Segment Start: DATA SHOWN

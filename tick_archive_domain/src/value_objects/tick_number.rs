// /////////////////////////////////////////////////////////////////////////////
// Tick Archive
// SPDX-License-Identifier: BSD-3-Clause
// /////////////////////////////////////////////////////////////////////////////

//! The primary key across every archive: a monotonically increasing,
//! non-negative 64-bit tick number.

use serde::{Deserialize, Serialize};
use std::fmt;

/// A single sampled simulation time point.
///
/// Ticks are produced at a fixed sampling interval (`>= 1`); the archive only
/// stores sampled ticks but preserves their original numbering, so gaps
/// between consecutive stored ticks are expected and meaningful (they encode
/// the sampling interval), not corruption.
#[derive(Debug, Clone, Copy, PartialEq, Eq, PartialOrd, Ord, Hash, Serialize, Deserialize)]
pub struct TickNumber(pub u64);

impl TickNumber {
    pub const fn new(value: u64) -> Self {
        Self(value)
    }

    pub const fn get(self) -> u64 {
        self.0
    }
}

impl fmt::Display for TickNumber {
    fn fmt(&self, f: &mut fmt::Formatter<'_>) -> fmt::Result {
        write!(f, "{}", self.0)
    }
}

impl From<u64> for TickNumber {
    fn from(value: u64) -> Self {
        Self(value)
    }
}

impl From<TickNumber> for u64 {
    fn from(value: TickNumber) -> Self {
        value.0
    }
}
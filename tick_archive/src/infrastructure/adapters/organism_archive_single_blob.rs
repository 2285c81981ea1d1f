// /////////////////////////////////////////////////////////////////////////////
// Tick Archive
// SPDX-License-Identifier: BSD-3-Clause
// /////////////////////////////////////////////////////////////////////////////

//! # Organism Archive — Strategy B: Single Blob Per Tick (C5)
//!
//! One `organism_ticks` row per `tick_number`, holding every organism alive
//! at that tick serialized into a single compressed blob. Cheaper to write
//! when a tick carries many organisms (one row, one compression pass instead
//! of N), at the cost of decompressing the whole tick even for a
//! single-organism read.

use async_trait::async_trait;
use parking_lot::Mutex;
use std::collections::HashMap;
use std::sync::Arc;
use tick_archive_domain::repositories::OrganismArchive;
use tick_archive_domain::services::CodecRegistry;
use tick_archive_domain::value_objects::{OrganismState, OrganismStrategy, OrganismTickSummary};
use tick_archive_domain::ArchiveError;
use tracing::instrument;

#[derive(Default)]
struct PendingBatch {
    /// Organisms staged for the current window, keyed by `tick_number` so a
    /// tick that accumulates several `add_organism_tick` calls before commit
    /// still produces exactly one row.
    by_tick: HashMap<u64, Vec<OrganismState>>,
    metadata: HashMap<u32, OrganismState>,
}

/// SQLite-backed [`OrganismArchive`] implementing the single-blob-per-tick
/// layout.
pub struct OrganismArchiveSingleBlob {
    pool: sqlx::SqlitePool,
    codec_registry: Arc<CodecRegistry>,
    codec_name: String,
    pending: Mutex<PendingBatch>,
}

impl OrganismArchiveSingleBlob {
    pub fn new(pool: sqlx::SqlitePool, codec_registry: Arc<CodecRegistry>, codec_name: impl Into<String>) -> Self {
        Self {
            pool,
            codec_registry,
            codec_name: codec_name.into(),
            pending: Mutex::new(PendingBatch::default()),
        }
    }

    async fn read_blob_for_tick(&self, tick: u64) -> Result<Option<Vec<OrganismState>>, ArchiveError> {
        let blob: Option<Vec<u8>> = sqlx::query_scalar("SELECT organisms_blob FROM organism_ticks WHERE tick_number = ?")
            .bind(tick as i64)
            .fetch_optional(&self.pool)
            .await
            .map_err(|e| ArchiveError::io_error(format!("read organism tick blob {tick}: {e}")))?;
        let Some(compressed) = blob else {
            return Ok(None);
        };
        let raw = self
            .codec_registry
            .decompress(&compressed)
            .map_err(|e| ArchiveError::io_error(format!("decompress organism tick blob {tick}: {e}")))?;
        let organisms: Vec<OrganismState> =
            serde_json::from_slice(&raw).map_err(|e| ArchiveError::io_error(format!("corrupt organism tick blob {tick}: {e}")))?;
        Ok(Some(organisms))
    }
}

#[async_trait]
impl OrganismArchive for OrganismArchiveSingleBlob {
    fn strategy(&self) -> OrganismStrategy {
        OrganismStrategy::SingleBlobPerTick
    }

    async fn create_tables(&self) -> Result<(), ArchiveError> {
        crate::infrastructure::repositories::schema::ensure_schema(&self.pool)
            .await
            .map_err(|e| ArchiveError::write_error(format!("ensure organism schema: {e}")))
    }

    async fn add_organism_tick(&self, organism: &OrganismState) -> Result<(), ArchiveError> {
        let mut pending = self.pending.lock();
        pending.metadata.entry(organism.organism_id).or_insert_with(|| organism.clone());
        pending.by_tick.entry(organism.tick_number).or_default().push(organism.clone());
        Ok(())
    }

    #[instrument(skip(self))]
    async fn commit_organism_writes(&self) -> Result<(), ArchiveError> {
        let PendingBatch { by_tick, metadata } = std::mem::take(&mut *self.pending.lock());
        if by_tick.is_empty() && metadata.is_empty() {
            return Ok(());
        }

        let mut tx = self
            .pool
            .begin()
            .await
            .map_err(|e| ArchiveError::write_error(format!("begin organism-write transaction: {e}")))?;

        for organism in metadata.values() {
            sqlx::query(
                "INSERT OR IGNORE INTO organisms (organism_id, parent_id, birth_tick, program_id, initial_position, genome_hash) \
                 VALUES (?, ?, ?, ?, ?, ?)",
            )
            .bind(organism.organism_id as i64)
            .bind(organism.parent_id.map(|p| p as i64))
            .bind(organism.birth_tick as i64)
            .bind(&organism.program_id)
            .bind(serde_json::to_string(&organism.initial_position).unwrap_or_default())
            .bind(organism.genome_hash as i64)
            .execute(&mut *tx)
            .await
            .map_err(|e| ArchiveError::write_error(format!("merge organism metadata: {e}")))?;
        }

        for (tick_number, organisms) in &by_tick {
            let blob_json = serde_json::to_vec(organisms)
                .map_err(|e| ArchiveError::write_error(format!("serialize organism tick blob: {e}")))?;
            let organisms_blob = self
                .codec_registry
                .compress(&self.codec_name, &blob_json)
                .map_err(|e| ArchiveError::write_error(format!("compress organism tick blob: {e}")))?;

            sqlx::query("INSERT OR REPLACE INTO organism_ticks (tick_number, organisms_blob) VALUES (?, ?)")
                .bind(*tick_number as i64)
                .bind(organisms_blob)
                .execute(&mut *tx)
                .await
                .map_err(|e| ArchiveError::write_error(format!("insert organism tick row: {e}")))?;
        }

        tx.commit().await.map_err(|e| ArchiveError::write_error(format!("commit organism-write transaction: {e}")))?;
        Ok(())
    }

    async fn reset_streaming_state(&self) -> Result<(), ArchiveError> {
        *self.pending.lock() = PendingBatch::default();
        Ok(())
    }

    async fn read_organisms_at_tick(&self, tick: u64) -> Result<Vec<OrganismTickSummary>, ArchiveError> {
        let Some(organisms) = self.read_blob_for_tick(tick).await? else {
            return Ok(Vec::new());
        };
        Ok(organisms.iter().map(OrganismState::to_summary).collect())
    }

    async fn read_single_organism_state(&self, tick: u64, organism_id: u32) -> Result<Option<OrganismState>, ArchiveError> {
        let Some(organisms) = self.read_blob_for_tick(tick).await? else {
            return Ok(None);
        };
        Ok(organisms.into_iter().find(|o| o.organism_id == organism_id))
    }

    async fn get_available_tick_range(&self) -> Result<Option<(u64, u64)>, ArchiveError> {
        let row: (Option<i64>, Option<i64>) = sqlx::query_as("SELECT MIN(tick_number), MAX(tick_number) FROM organism_ticks")
            .fetch_one(&self.pool)
            .await
            .map_err(|e| ArchiveError::io_error(format!("read available tick range: {e}")))?;
        Ok(match row {
            (Some(min), Some(max)) => Some((min as u64, max as u64)),
            _ => None,
        })
    }

    async fn read_total_organisms_created(&self, tick: u64) -> Result<u64, ArchiveError> {
        let max_id: Option<i64> = sqlx::query_scalar("SELECT MAX(organism_id) FROM organisms WHERE birth_tick <= ?")
            .bind(tick as i64)
            .fetch_one(&self.pool)
            .await
            .map_err(|e| ArchiveError::io_error(format!("read total organisms created: {e}")))?;
        Ok(max_id.map(|id| id as u64).unwrap_or(0))
    }
}
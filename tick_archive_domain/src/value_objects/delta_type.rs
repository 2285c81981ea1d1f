// /////////////////////////////////////////////////////////////////////////////
// Tick Archive
// SPDX-License-Identifier: BSD-3-Clause
// /////////////////////////////////////////////////////////////////////////////

use serde::{Deserialize, Serialize};

/// Whether a [`crate::value_objects::TickDelta`] carries a sparse
/// cell-diff or a complete snapshot.
///
/// The delta codec (C3) emits `Full` instead of `Sparse` whenever the sparse
/// diff would approach the size of a full snapshot, trading a little disk
/// space for a cheaper decode at that tick.
#[derive(Debug, Clone, Copy, PartialEq, Eq, Serialize, Deserialize)]
pub enum DeltaType {
    Full,
    Sparse,
}
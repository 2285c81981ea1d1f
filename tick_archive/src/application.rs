// /////////////////////////////////////////////////////////////////////////////
// Tick Archive
// SPDX-License-Identifier: BSD-3-Clause
// /////////////////////////////////////////////////////////////////////////////

//! # Application Layer
//!
//! Orchestrates the domain's repository ports without itself touching a
//! database connection or the filesystem: the streaming write session (C6)
//! and the ingest writer façade (C9) that producers actually call.

pub mod ingest_writer;
pub mod write_session;
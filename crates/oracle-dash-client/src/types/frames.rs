/*
[INPUT]:  Raw inbound JSON-RPC frames
[OUTPUT]: Typed response and notification frame structs
[POS]:    Data layer - protocol frame shapes
[UPDATE]: When the JSON-RPC framing changes
*/

use serde::Deserialize;
use serde_json::Value;

/// Inbound frame that carries a correlation id.
///
/// Exactly one of `result` / `error` is expected, but the frame is delivered
/// to the continuation whole so callers can apply their own policy.
#[derive(Debug, Clone, Deserialize)]
pub struct ResponseFrame {
    pub id: u64,
    #[serde(default)]
    pub result: Option<Value>,
    #[serde(default)]
    pub error: Option<RpcErrorBody>,
}

/// JSON-RPC error member of a response frame.
#[derive(Debug, Clone, Deserialize)]
pub struct RpcErrorBody {
    pub code: i64,
    pub message: String,
}

/// Inbound frame with no id, addressed by subscription instead.
#[derive(Debug, Clone, Deserialize)]
pub struct NotificationFrame {
    #[serde(default)]
    pub method: Option<String>,
    pub params: NotificationParams,
}

/// Parameters of a subscription notification.
#[derive(Debug, Clone, Deserialize)]
pub struct NotificationParams {
    pub subscription: u64,
    #[serde(default)]
    pub result: Option<Value>,
}
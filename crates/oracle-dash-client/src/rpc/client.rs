/*
[INPUT]:  Injected transport, caller requests, raw inbound frames
[OUTPUT]: Correlated responses, registered price subscriptions
[POS]:    Protocol core - client object tying registry, table, transport
[UPDATE]: When the client surface or lifecycle semantics change
*/

use std::sync::{Arc, Mutex};
use std::time::{Duration, Instant};

use serde::de::DeserializeOwned;
use serde_json::{json, Value};
use tracing::{info, warn};

use crate::error::{OracleError, Result};
use crate::transport::Transport;
use crate::types::{NotificationFrame, PriceUpdate, ProductEntry, SubscribeAck};

use super::registry::{Continuation, Outcome, RequestRegistry, DEFAULT_REQUEST_TIMEOUT};
use super::router::{self, Route};
use super::subscriptions::SubscriptionTable;

pub const METHOD_GET_PRODUCT_LIST: &str = "get_product_list";
pub const METHOD_SUBSCRIBE_PRICE: &str = "subscribe_price";

/// JSON-RPC client for one oracle connection.
///
/// Constructed with its transport injected, so multiple independent
/// connections coexist and tests run against a mock channel. All mutation
/// happens through `&mut self`; confine the client to one task or wrap it
/// in explicit mutual exclusion.
pub struct OracleClient<T: Transport> {
    transport: T,
    registry: RequestRegistry,
    subscriptions: Arc<Mutex<SubscriptionTable>>,
    connected: bool,
}

impl<T: Transport> OracleClient<T> {
    pub fn new(transport: T) -> Self {
        Self::with_timeout(transport, DEFAULT_REQUEST_TIMEOUT)
    }

    pub fn with_timeout(transport: T, request_timeout: Duration) -> Self {
        Self {
            transport,
            registry: RequestRegistry::new(request_timeout),
            subscriptions: Arc::new(Mutex::new(SubscriptionTable::new())),
            connected: false,
        }
    }

    pub fn is_connected(&self) -> bool {
        self.connected
    }

    /// Number of requests awaiting a response.
    pub fn pending_requests(&self) -> usize {
        self.registry.pending_len()
    }

    /// Connection established; requests may flow.
    pub fn on_open(&mut self) {
        self.connected = true;
        info!("oracle connection open");
    }

    /// Connection gone: every pending request is abandoned with a
    /// disconnect error and the subscription table is cleared. Subsequent
    /// sends fail fast.
    pub fn on_close(&mut self) {
        self.connected = false;
        let abandoned = self.registry.fail_all();
        let mut table = self.subscriptions.lock().expect("subscription table lock");
        let subscriptions = table.len();
        *table = SubscriptionTable::new();
        info!(abandoned, subscriptions, "oracle connection closed");
    }

    /// Issue a raw JSON-RPC request. The continuation runs later, on the
    /// matching inbound response (or timeout / disconnect).
    pub fn request(
        &mut self,
        method: &str,
        params: Option<Value>,
        continuation: Continuation,
    ) -> Result<u64> {
        if !self.connected {
            return Err(OracleError::NotConnected);
        }
        self.registry
            .send(&mut self.transport, method, params, continuation)
    }

    /// Fetch the product list, decoding the result for the continuation.
    pub fn get_product_list<F>(&mut self, continuation: F) -> Result<u64>
    where
        F: FnOnce(Result<Vec<ProductEntry>>) + Send + 'static,
    {
        self.request(
            METHOD_GET_PRODUCT_LIST,
            None,
            Box::new(move |outcome| continuation(decode_result(outcome))),
        )
    }

    /// Subscribe to price updates for one price account.
    ///
    /// The server assigns the subscription id in its acknowledgement; the
    /// handler is registered lazily when that acknowledgement arrives.
    /// Subscription failure is delivered to the handler once as an error.
    pub fn subscribe_price<F>(&mut self, account: &str, mut handler: F) -> Result<u64>
    where
        F: FnMut(Result<PriceUpdate>) + Send + 'static,
    {
        let subscriptions = Arc::clone(&self.subscriptions);
        let account = account.to_string();
        let params = json!({ "account": account });

        self.request(
            METHOD_SUBSCRIBE_PRICE,
            Some(params),
            Box::new(move |outcome| match decode_result::<SubscribeAck>(outcome) {
                Ok(ack) => {
                    let mut table = subscriptions.lock().expect("subscription table lock");
                    table.register(
                        ack.subscription,
                        Box::new(move |frame| handler(decode_price_update(frame))),
                    );
                }
                Err(err) => {
                    warn!(%account, error = %err, "price subscription rejected");
                    handler(Err(err));
                }
            }),
        )
    }

    /// Process one inbound frame to completion, including all downstream
    /// handler invocation, before the caller hands over the next.
    pub fn on_frame(&mut self, raw: &str) -> Route {
        router::route_frame(raw, &mut self.registry, &self.subscriptions)
    }

    /// Expire pending requests that outlived the request timeout.
    pub fn sweep(&mut self) -> usize {
        self.registry.sweep(Instant::now())
    }
}

/// Unwrap a response frame into its decoded `result`, converting a server
/// `error` member into `OracleError::Rpc`.
fn decode_result<R: DeserializeOwned>(outcome: Outcome) -> Result<R> {
    let frame = outcome?;
    if let Some(error) = frame.error {
        return Err(OracleError::Rpc {
            code: error.code,
            message: error.message,
        });
    }
    let result = frame.result.ok_or(OracleError::MissingField("result"))?;
    Ok(serde_json::from_value(result)?)
}

fn decode_price_update(frame: NotificationFrame) -> Result<PriceUpdate> {
    let result = frame
        .params
        .result
        .ok_or(OracleError::MissingField("params.result"))?;
    Ok(serde_json::from_value(result)?)
}

#[cfg(test)]
mod tests {
    use super::*;
    use crate::rpc::router::DropReason;
    use crate::types::SymbolStatus;

    #[derive(Clone, Default)]
    struct SharedTransport {
        frames: Arc<Mutex<Vec<Value>>>,
    }

    impl SharedTransport {
        fn sent(&self) -> Vec<Value> {
            self.frames.lock().unwrap().clone()
        }
    }

    impl Transport for SharedTransport {
        fn transmit(&mut self, frame: &str) -> Result<()> {
            self.frames
                .lock()
                .unwrap()
                .push(serde_json::from_str(frame).unwrap());
            Ok(())
        }
    }

    fn open_client() -> (OracleClient<SharedTransport>, SharedTransport) {
        let transport = SharedTransport::default();
        let mut client = OracleClient::new(transport.clone());
        client.on_open();
        (client, transport)
    }

    #[test]
    fn request_fails_fast_when_not_connected() {
        let transport = SharedTransport::default();
        let mut client = OracleClient::new(transport);
        let err = client
            .request("ping", None, Box::new(|_| {}))
            .unwrap_err();
        assert!(matches!(err, OracleError::NotConnected));
    }

    #[test]
    fn subscribe_ack_registers_handler_for_notifications() {
        let (mut client, transport) = open_client();

        let updates: Arc<Mutex<Vec<Result<PriceUpdate>>>> = Arc::new(Mutex::new(Vec::new()));
        let updates_in = Arc::clone(&updates);
        let id = client
            .subscribe_price("GVXRSBjFk6e6J3NbVPXohDJetcTjaeeuykUpbQF8UoMU", move |update| {
                updates_in.lock().unwrap().push(update)
            })
            .unwrap();

        let sent = transport.sent();
        assert_eq!(sent[0]["method"], "subscribe_price");
        assert_eq!(
            sent[0]["params"]["account"],
            "GVXRSBjFk6e6J3NbVPXohDJetcTjaeeuykUpbQF8UoMU"
        );

        // Acknowledgement assigns subscription 7.
        let ack = format!(r#"{{"id": {id}, "result": {{"subscription": 7}}}}"#);
        assert_eq!(client.on_frame(&ack), Route::Response { id });

        let notify = r#"{
            "method": "notify_price",
            "params": {
                "subscription": 7,
                "result": {
                    "price": 868725, "conf": 102, "status": "trading",
                    "valid_slot": 32008, "pub_slot": 32009
                }
            }
        }"#;
        assert_eq!(client.on_frame(notify), Route::Notification { subscription: 7 });

        let updates = updates.lock().unwrap();
        assert_eq!(updates.len(), 1);
        let update = updates[0].as_ref().unwrap();
        assert_eq!(update.price, 868725);
        assert_eq!(update.status, SymbolStatus::Trading);
    }

    #[test]
    fn subscribe_rejection_reaches_the_handler_once() {
        let (mut client, _transport) = open_client();

        let updates: Arc<Mutex<Vec<Result<PriceUpdate>>>> = Arc::new(Mutex::new(Vec::new()));
        let updates_in = Arc::clone(&updates);
        let id = client
            .subscribe_price("BadAccount", move |update| {
                updates_in.lock().unwrap().push(update)
            })
            .unwrap();

        let rejection = format!(
            r#"{{"id": {id}, "error": {{"code": -32602, "message": "unknown symbol"}}}}"#
        );
        client.on_frame(&rejection);

        let updates = updates.lock().unwrap();
        assert_eq!(updates.len(), 1);
        assert!(matches!(
            updates[0],
            Err(OracleError::Rpc { code: -32602, .. })
        ));
    }

    #[test]
    fn notification_before_ack_is_dropped_then_delivered_after_ack() {
        let (mut client, _transport) = open_client();

        let updates: Arc<Mutex<Vec<Result<PriceUpdate>>>> = Arc::new(Mutex::new(Vec::new()));
        let updates_in = Arc::clone(&updates);
        let id = client
            .subscribe_price("SomeAccount", move |update| {
                updates_in.lock().unwrap().push(update)
            })
            .unwrap();

        let notify = r#"{
            "method": "notify_price",
            "params": {
                "subscription": 0,
                "result": {
                    "price": 1, "conf": 1, "status": "trading",
                    "valid_slot": 1, "pub_slot": 1
                }
            }
        }"#;

        // Out-of-order race: update arrives before the acknowledgement.
        assert_eq!(
            client.on_frame(notify),
            Route::Dropped(DropReason::UnknownSubscription { subscription: 0 })
        );
        assert!(updates.lock().unwrap().is_empty());

        let ack = format!(r#"{{"id": {id}, "result": {{"subscription": 0}}}}"#);
        client.on_frame(&ack);
        client.on_frame(notify);
        assert_eq!(updates.lock().unwrap().len(), 1);
    }

    #[test]
    fn malformed_update_surfaces_as_handler_error() {
        let (mut client, _transport) = open_client();

        let updates: Arc<Mutex<Vec<Result<PriceUpdate>>>> = Arc::new(Mutex::new(Vec::new()));
        let updates_in = Arc::clone(&updates);
        let id = client
            .subscribe_price("SomeAccount", move |update| {
                updates_in.lock().unwrap().push(update)
            })
            .unwrap();

        let ack = format!(r#"{{"id": {id}, "result": {{"subscription": 1}}}}"#);
        client.on_frame(&ack);

        // No result member at all.
        let notify = r#"{"method": "notify_price", "params": {"subscription": 1}}"#;
        client.on_frame(notify);

        let updates = updates.lock().unwrap();
        assert_eq!(updates.len(), 1);
        assert!(matches!(
            updates[0],
            Err(OracleError::MissingField("params.result"))
        ));
    }

    #[test]
    fn close_abandons_pending_and_clears_subscriptions() {
        let (mut client, _transport) = open_client();

        let outcomes: Arc<Mutex<Vec<Outcome>>> = Arc::new(Mutex::new(Vec::new()));
        let outcomes_in = Arc::clone(&outcomes);
        client
            .request(
                "ping",
                None,
                Box::new(move |outcome| outcomes_in.lock().unwrap().push(outcome)),
            )
            .unwrap();

        client.on_close();
        assert_eq!(client.pending_requests(), 0);
        assert!(matches!(
            outcomes.lock().unwrap()[0],
            Err(OracleError::NotConnected)
        ));

        let err = client.request("ping", None, Box::new(|_| {})).unwrap_err();
        assert!(matches!(err, OracleError::NotConnected));
    }
}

Segment End: DATA SHOWN

(DIRECTIONS):
In the records above, find each line that holds the word "crates"; copy all such lines.

(ANSWER AREA):
filename crates/oracle-dash-client/src/types/frames.rs
filename crates/oracle-dash-client/src/rpc/client.rs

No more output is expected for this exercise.